(Problem description) The first line of the data below and every line after it, through the one with "const TASKS_PATH: &str", must be transcribed without change.

(Working data)
☆ ☆ ☆ ☆ ☆

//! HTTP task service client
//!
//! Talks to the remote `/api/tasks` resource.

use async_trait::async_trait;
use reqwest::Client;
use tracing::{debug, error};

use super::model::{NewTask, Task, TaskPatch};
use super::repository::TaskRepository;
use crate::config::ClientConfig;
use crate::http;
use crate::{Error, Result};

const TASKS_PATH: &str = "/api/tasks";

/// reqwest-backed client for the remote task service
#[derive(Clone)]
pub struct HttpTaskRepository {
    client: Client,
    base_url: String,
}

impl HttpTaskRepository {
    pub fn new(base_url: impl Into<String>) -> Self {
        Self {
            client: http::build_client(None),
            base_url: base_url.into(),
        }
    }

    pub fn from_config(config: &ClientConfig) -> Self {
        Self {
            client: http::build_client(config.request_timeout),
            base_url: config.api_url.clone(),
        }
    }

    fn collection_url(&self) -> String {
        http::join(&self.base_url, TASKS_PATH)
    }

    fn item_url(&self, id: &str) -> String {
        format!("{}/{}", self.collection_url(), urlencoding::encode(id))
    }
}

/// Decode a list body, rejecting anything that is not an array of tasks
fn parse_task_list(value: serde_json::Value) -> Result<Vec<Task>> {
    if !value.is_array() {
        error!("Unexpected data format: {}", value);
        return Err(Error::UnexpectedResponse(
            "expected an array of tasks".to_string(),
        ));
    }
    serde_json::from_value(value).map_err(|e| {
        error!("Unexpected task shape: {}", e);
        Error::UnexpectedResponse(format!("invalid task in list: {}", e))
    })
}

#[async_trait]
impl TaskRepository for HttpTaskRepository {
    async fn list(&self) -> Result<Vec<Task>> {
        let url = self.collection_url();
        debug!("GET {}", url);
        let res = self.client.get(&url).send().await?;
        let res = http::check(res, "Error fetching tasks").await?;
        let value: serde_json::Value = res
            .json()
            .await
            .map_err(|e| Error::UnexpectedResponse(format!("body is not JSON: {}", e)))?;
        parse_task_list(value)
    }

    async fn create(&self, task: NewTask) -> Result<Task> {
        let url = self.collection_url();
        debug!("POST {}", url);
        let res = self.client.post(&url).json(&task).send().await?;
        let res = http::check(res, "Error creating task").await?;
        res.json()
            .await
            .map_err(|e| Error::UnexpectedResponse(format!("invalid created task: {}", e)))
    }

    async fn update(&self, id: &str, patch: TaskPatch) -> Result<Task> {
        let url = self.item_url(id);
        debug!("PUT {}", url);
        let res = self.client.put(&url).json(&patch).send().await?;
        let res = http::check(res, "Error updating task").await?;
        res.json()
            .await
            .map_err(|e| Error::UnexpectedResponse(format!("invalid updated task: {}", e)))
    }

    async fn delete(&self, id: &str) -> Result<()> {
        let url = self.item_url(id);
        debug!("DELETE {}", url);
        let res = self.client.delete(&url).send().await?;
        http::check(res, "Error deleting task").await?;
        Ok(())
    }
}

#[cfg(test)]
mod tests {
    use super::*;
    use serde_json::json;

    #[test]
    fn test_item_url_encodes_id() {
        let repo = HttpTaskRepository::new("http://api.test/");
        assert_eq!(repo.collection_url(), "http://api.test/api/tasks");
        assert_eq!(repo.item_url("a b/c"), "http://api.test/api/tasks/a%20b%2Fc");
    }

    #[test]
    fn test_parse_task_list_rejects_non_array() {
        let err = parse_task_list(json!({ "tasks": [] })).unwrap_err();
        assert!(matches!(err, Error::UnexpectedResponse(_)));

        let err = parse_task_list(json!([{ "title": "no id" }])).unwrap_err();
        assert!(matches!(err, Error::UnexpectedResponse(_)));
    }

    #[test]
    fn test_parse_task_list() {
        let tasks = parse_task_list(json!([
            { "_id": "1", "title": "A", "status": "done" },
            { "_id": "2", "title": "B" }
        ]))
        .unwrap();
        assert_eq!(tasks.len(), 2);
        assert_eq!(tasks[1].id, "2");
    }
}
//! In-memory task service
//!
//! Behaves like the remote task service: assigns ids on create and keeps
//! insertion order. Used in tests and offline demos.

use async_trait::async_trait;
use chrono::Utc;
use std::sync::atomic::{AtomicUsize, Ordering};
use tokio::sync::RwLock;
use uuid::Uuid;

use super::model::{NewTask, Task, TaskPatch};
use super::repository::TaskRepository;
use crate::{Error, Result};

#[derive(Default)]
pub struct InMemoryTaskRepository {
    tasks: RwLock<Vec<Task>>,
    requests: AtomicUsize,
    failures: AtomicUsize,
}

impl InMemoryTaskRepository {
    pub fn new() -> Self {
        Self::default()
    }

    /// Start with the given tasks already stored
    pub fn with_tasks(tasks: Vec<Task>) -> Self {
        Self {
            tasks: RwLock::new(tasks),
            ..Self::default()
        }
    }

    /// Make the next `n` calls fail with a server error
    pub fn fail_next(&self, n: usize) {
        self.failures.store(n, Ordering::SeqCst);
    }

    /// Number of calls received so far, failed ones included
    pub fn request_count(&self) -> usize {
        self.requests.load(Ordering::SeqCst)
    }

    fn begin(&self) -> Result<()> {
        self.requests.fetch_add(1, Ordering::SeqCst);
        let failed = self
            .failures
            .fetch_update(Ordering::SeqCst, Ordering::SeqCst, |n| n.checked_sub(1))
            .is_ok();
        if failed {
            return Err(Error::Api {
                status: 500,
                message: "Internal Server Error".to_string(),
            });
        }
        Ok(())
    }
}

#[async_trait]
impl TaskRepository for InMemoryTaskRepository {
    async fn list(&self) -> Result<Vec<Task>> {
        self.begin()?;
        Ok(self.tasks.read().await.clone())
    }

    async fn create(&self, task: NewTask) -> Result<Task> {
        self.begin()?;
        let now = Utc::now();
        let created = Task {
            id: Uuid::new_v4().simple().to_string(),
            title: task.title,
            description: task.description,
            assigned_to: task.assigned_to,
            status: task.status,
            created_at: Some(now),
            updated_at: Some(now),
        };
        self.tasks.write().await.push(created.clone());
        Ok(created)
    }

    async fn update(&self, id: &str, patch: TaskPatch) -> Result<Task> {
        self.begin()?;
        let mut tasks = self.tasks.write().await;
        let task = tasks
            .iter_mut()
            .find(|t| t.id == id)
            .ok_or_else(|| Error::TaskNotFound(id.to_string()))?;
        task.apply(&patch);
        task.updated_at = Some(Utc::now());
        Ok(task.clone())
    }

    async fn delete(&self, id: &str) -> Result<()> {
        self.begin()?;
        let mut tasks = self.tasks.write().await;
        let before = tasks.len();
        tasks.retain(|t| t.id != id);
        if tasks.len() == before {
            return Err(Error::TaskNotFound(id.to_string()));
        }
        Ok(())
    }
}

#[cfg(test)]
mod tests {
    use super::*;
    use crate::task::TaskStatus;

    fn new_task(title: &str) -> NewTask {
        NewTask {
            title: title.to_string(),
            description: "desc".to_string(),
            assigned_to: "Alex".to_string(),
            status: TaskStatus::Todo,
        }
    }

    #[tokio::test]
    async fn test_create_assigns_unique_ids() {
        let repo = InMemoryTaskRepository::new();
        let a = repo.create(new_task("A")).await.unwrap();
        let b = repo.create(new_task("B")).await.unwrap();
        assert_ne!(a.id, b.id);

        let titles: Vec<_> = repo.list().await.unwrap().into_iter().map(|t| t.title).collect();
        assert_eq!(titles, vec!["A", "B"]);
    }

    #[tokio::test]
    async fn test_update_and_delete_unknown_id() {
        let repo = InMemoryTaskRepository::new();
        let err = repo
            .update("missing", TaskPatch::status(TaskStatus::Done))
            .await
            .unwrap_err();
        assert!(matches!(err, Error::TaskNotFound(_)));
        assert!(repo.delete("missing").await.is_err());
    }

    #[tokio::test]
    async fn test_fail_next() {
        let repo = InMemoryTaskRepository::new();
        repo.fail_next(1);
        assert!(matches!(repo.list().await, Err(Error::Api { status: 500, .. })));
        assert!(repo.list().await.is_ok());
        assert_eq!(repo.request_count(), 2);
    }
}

☆ ☆ ☆ ☆ ☆

(Expected answer)
//! HTTP task service client
//!
//! Talks to the remote `/api/tasks` resource.

use async_trait::async_trait;
use reqwest::Client;
use tracing::{debug, error};

use super::model::{NewTask, Task, TaskPatch};
use super::repository::TaskRepository;
use crate::config::ClientConfig;
use crate::http;
use crate::{Error, Result};

const TASKS_PATH: &str = "/api/tasks";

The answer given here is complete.